Now, new research published March 14 in the journal Science Advances suggests that fizzes of barely visible “microlightning,” generated between charged droplets of water mist, could have been potent enough to cook up amino acids from inorganic material. Amino acids — organic molecules that combine to form proteins — are life’s most basic building blocks and would have been the first step toward the evolution of life.
A tiny rainforest country is growing into a petrostate. A US oil company could reap the biggest rewards
swell
Guyana’s destiny changed in 2015. US fossil fuel giant Exxon discovered nearly 11 billion barrels of oil in the deep water off the coast of this tiny, rainforested country.
It was one of the most spectacular oil discoveries of recent decades. By 2019, Exxon and its partners, US oil company Hess and China-headquartered CNOOC, had started producing the fossil fuel.? They now pump around 650,000 barrels of oil a day, with plans to more than double this to 1.3 million by 2027.
Guyana now has the world’s highest expected oil production growth through 2035.
This country — sandwiched between Brazil, Venezuela and Suriname — has been hailed as a climate champion for the lush, well-preserved forests that carpet nearly 90% of its land. It is on the path to becoming a petrostate at the same time as the impacts of the fossil fuel-driven climate crisis escalate.
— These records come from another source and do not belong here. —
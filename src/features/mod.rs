//! Feature modules: the schema-driven form engine, the auth API surface, and
//! the toast notification stack.

pub(crate) mod auth;
pub(crate) mod forms;
pub(crate) mod notify;
//! Toast stack data model: transient, dismissible messages with monotonic
//! ids. Nothing here persists; a page reload starts from an empty stack.

/// Visual style of a toast.
#[derive(Clone, Copy, Debug, PartialEq, Eq)]
pub enum ToastLevel {
    Success,
    Error,
}

/// One transient message. The id is unique within the stack's lifetime and
/// is the dismiss handle.
#[derive(Clone, Debug, PartialEq, Eq)]
pub struct Toast {
    pub id: u64,
    pub level: ToastLevel,
    pub message: String,
}

/// Ordered collection of visible toasts; newest last.
#[derive(Clone, Debug, Default, PartialEq, Eq)]
pub struct ToastStack {
    next_id: u64,
    pub toasts: Vec<Toast>,
}

impl ToastStack {
    pub fn new() -> Self {
        Self::default()
    }

    /// Appends a toast and returns its dismiss handle.
    pub fn push(&mut self, level: ToastLevel, message: String) -> u64 {
        let id = self.next_id;
        self.next_id += 1;
        self.toasts.push(Toast { id, level, message });
        id
    }

    /// Removes the toast with the given id; unknown ids are a no-op.
    pub fn dismiss(&mut self, id: u64) {
        self.toasts.retain(|toast| toast.id != id);
    }

    pub fn is_empty(&self) -> bool {
        self.toasts.is_empty()
    }
}

#[cfg(test)]
mod tests {
    use super::*;

    #[test]
    fn toasts_stack_in_push_order_with_unique_ids() {
        let mut stack = ToastStack::new();
        let first = stack.push(ToastLevel::Success, "one".to_string());
        let second = stack.push(ToastLevel::Error, "two".to_string());

        assert_ne!(first, second);
        assert_eq!(stack.toasts.len(), 2);
        assert_eq!(stack.toasts[0].message, "one");
        assert_eq!(stack.toasts[1].message, "two");
        assert_eq!(stack.toasts[1].level, ToastLevel::Error);
    }

    #[test]
    fn dismiss_removes_only_the_matching_toast() {
        let mut stack = ToastStack::new();
        let first = stack.push(ToastLevel::Success, "one".to_string());
        let second = stack.push(ToastLevel::Success, "two".to_string());

        stack.dismiss(first);
        assert_eq!(stack.toasts.len(), 1);
        assert_eq!(stack.toasts[0].id, second);

        // Unknown ids are ignored, including already-dismissed ones.
        stack.dismiss(first);
        stack.dismiss(999);
        assert_eq!(stack.toasts.len(), 1);
    }

    #[test]
    fn ids_are_not_reused_after_dismiss() {
        let mut stack = ToastStack::new();
        let first = stack.push(ToastLevel::Error, "one".to_string());
        stack.dismiss(first);
        let second = stack.push(ToastLevel::Error, "two".to_string());
        assert!(second > first);
    }

    #[test]
    fn new_stack_is_empty() {
        assert!(ToastStack::new().is_empty());
    }
}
While the government says environmental protection and an oil industry can go hand-in-hand, and low-income countries must be allowed to exploit their own resources, critics say it’s a dangerous path in a warming world, and the benefits may ultimately skew toward Exxon — not Guyana.
Mist and microlightning
solflare wallet
To recreate a scenario that may have produced Earth’s first organic molecules, researchers built upon experiments from 1953 when American chemists Stanley Miller and Harold Urey concocted a gas mixture mimicking the atmosphere of ancient Earth. Miller and Urey combined ammonia (NH3), methane (CH4), hydrogen (H2) and water, enclosed their “atmosphere” inside a glass sphere and jolted it with electricity, producing simple amino acids containing carbon and nitrogen. The Miller-Urey experiment, as it is now known, supported the scientific theory of abiogenesis: that life could emerge from nonliving molecules.
For the new study, scientists revisited the 1953 experiments but directed their attention toward electrical activity on a smaller scale, said senior study author Dr. Richard Zare, the Marguerite Blake Wilbur Professor of Natural Science and professor of chemistry at Stanford University in California. Zare and his colleagues looked at electricity exchange between charged water droplets measuring between 1 micron and 20 microns in diameter. (The width of a human hair is 100 microns.)
“The big droplets are positively charged. The little droplets are negatively charged,” Zare told CNN. “When droplets that have opposite charges are close together, electrons can jump from the negatively charged droplet to the positively charged droplet.”
The researchers mixed ammonia, carbon dioxide, methane and nitrogen in a glass bulb, then sprayed the gases with water mist, using a high-speed camera to capture faint flashes of microlightning in the vapor. When they examined the bulb’s contents, they found organic molecules with carbon-nitrogen bonds. These included the amino acid glycine and uracil, a nucleotide base in RNA.
“We discovered no new chemistry; we have actually reproduced all the chemistry that Miller and Urey did in 1953,” Zare said. Nor did the team discover new physics, he added — the experiments were based on known principles of electrostatics.
“What we have done, for the first time, is we have seen that little droplets, when they’re formed from water, actually emit light and get this spark,” Zare said. “That’s new. And that spark causes all types of chemical transformations.”